ATLANTA — Atlanta Police will start testing technology that is aimed at helping officers identify the location of gunshots in real time.
According to a press release from the city, ShotSpotter technology will be tested for three months in Atlanta's Westside as part of the Atlanta Police Department and Mayor Keisha Lance Bottoms’ efforts to address gun violence city wide.
“The Atlanta Police Department is committed to exploring technologies that can contribute to more efficient policing and effective enforcement,” said Police Chief Rodney Bryant in the release.
APD declined 11Alive's request, Wednesday, for an interview.
The technology alerts police to gunfire, and tells them exactly where it is, even before anyone has time to call 911, or even if no one calls 911.
"Technology coupled with old-fashion police work will be beneficial in our efforts to stop gun violence in our city," said Bryant.
The city is testing the system in the in a five-mile corridor on Atlanta’s Westside.
“Oh my God, it’s a game changer,” Chief A.J. Perez of the Bridgeport, Connecticut Police Department told 11Alive’s sister station, WTIC in 2018, saying that it has helped his department reduce gun violence.
“ShotSpotter, married with a camera system, and then bringing in the predictive policing technology, it changes everything,” Chief Perez said.
ShotSpotter is in more than 100 cities.
Atlanta Police will now try it for three months free of charge. Atlanta’s Westside is part of Police Zone 1 where, according to APD, shootings have increased, so far this year, 24 percent compared with the same period last year.
The sensors can tell the difference between gunfire and other noises such as fireworks. Police can then start heading to the location of the gunfire within a minute.
That quick response is crucial, since, according to Ron Teachman of ShotSpotter, 80 percent of gunfire is never reported to 911.

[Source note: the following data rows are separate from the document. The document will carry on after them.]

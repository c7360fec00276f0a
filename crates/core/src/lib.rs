#![forbid(unsafe_code)]

pub mod debounce;
pub mod error;
pub mod model;
pub mod session;
pub mod time;
pub mod virtual_list;

pub use error::Error;
pub use time::Clock;
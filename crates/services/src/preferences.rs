use std::sync::Arc;

use study_core::model::{ActiveRecallProgress, ContentId, ContentPreferences};
use study_core::session::CardFilter;
use tracing::info;

use crate::api::FlashcardApi;
use crate::error::PreferencesServiceError;

/// Per-content study preferences and the progress counts they drive.
#[derive(Clone)]
pub struct PreferencesService {
    api: Arc<dyn FlashcardApi>,
}

impl PreferencesService {
    #[must_use]
    pub fn new(api: Arc<dyn FlashcardApi>) -> Self {
        Self { api }
    }

    /// # Errors
    ///
    /// Returns `PreferencesServiceError::Api` if the fetch fails.
    pub async fn load(
        &self,
        content_id: &ContentId,
    ) -> Result<ContentPreferences, PreferencesServiceError> {
        Ok(self.api.fetch_preferences(content_id).await?)
    }

    /// Validate and store new preferences, then refetch progress under `filter`.
    ///
    /// Invalid input is rejected before anything is sent.
    ///
    /// # Errors
    ///
    /// Returns `PreferencesServiceError::Invalid` for out-of-range values or
    /// `PreferencesServiceError::Api` if either request fails.
    pub async fn update(
        &self,
        content_id: &ContentId,
        daily_new_limit: u32,
        learning_steps_secs: Vec<u32>,
        filter: &CardFilter,
    ) -> Result<(ContentPreferences, ActiveRecallProgress), PreferencesServiceError> {
        let preferences = ContentPreferences::new(daily_new_limit, learning_steps_secs)?;
        self.api.update_preferences(content_id, &preferences).await?;
        info!(
            content = %content_id,
            daily_new_limit,
            steps = preferences.learning_steps_secs().len(),
            "updated study preferences"
        );
        let progress = self.api.fetch_progress(content_id, filter).await?;
        Ok((preferences, progress))
    }
}

#[cfg(test)]
mod tests {
    use super::*;
    use crate::api::{Endpoint, InMemoryBackend};
    use study_core::model::PreferencesError;

    fn content() -> ContentId {
        ContentId::new("doc").unwrap()
    }

    #[tokio::test]
    async fn invalid_steps_are_rejected_locally() {
        let backend = InMemoryBackend::default();
        let service = PreferencesService::new(Arc::new(backend.clone()));
        let err = service
            .update(&content(), 20, vec![600, 60], &CardFilter::default())
            .await
            .unwrap_err();
        assert!(matches!(
            err,
            PreferencesServiceError::Invalid(PreferencesError::StepsNotAscending)
        ));
        assert_eq!(backend.calls(Endpoint::UpdatePreferences), 0);
    }

    #[tokio::test]
    async fn update_stores_and_refetches_progress() {
        let backend = InMemoryBackend::default();
        let service = PreferencesService::new(Arc::new(backend.clone()));
        let (stored, _) = service
            .update(&content(), 5, vec![30, 300, 3_600], &CardFilter::default())
            .await
            .unwrap();
        assert_eq!(service.load(&content()).await.unwrap(), stored);
        assert_eq!(backend.calls(Endpoint::FetchProgress), 1);
    }
}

“Getting police to the right location in real time can be the difference between life and death,” Teachman told 11Alive. “But also, now they have an increased chance of talking to eyewitnesses, people who may not have called 911 but have information to share.”
In a promotional video on ShotSpotter’s website, police chiefs and others using the technology said they wouldn’t want their departments to go without it, now.
“We’ve come to rely on the system, and rely on it helping us to respond efficiently and effectively,” said Chief Bisa French of the Richmond, California Police Department. She said it “is essential to our gun violence response. Being able to respond in real time can help us catch perpetrators more quickly."
Teachman said the experience of other police departments is that when people see police showing up in their communities quickly after gunfire has erupted—especially when people might have been too afraid to call 911—it helps police prove to them that they are trying to help.
“We can’t do it alone, in law enforcement,” said Teachman, who is a former police officer and chief. “And I think (Atlanta Police Chief Rodney) Bryant would echo that. We need the community engaged with us. That starts with trust, that starts with collaboration, that starts with a shared mission of working together to reduce and prevent gun violence, and save lives.”
ShotSpotter is not disclosing potential costs to Atlanta, yet. The Atlanta Police Department said that after the free, three-month test, they will decide if this technology, or similar technology, will be used here, city wide and long term.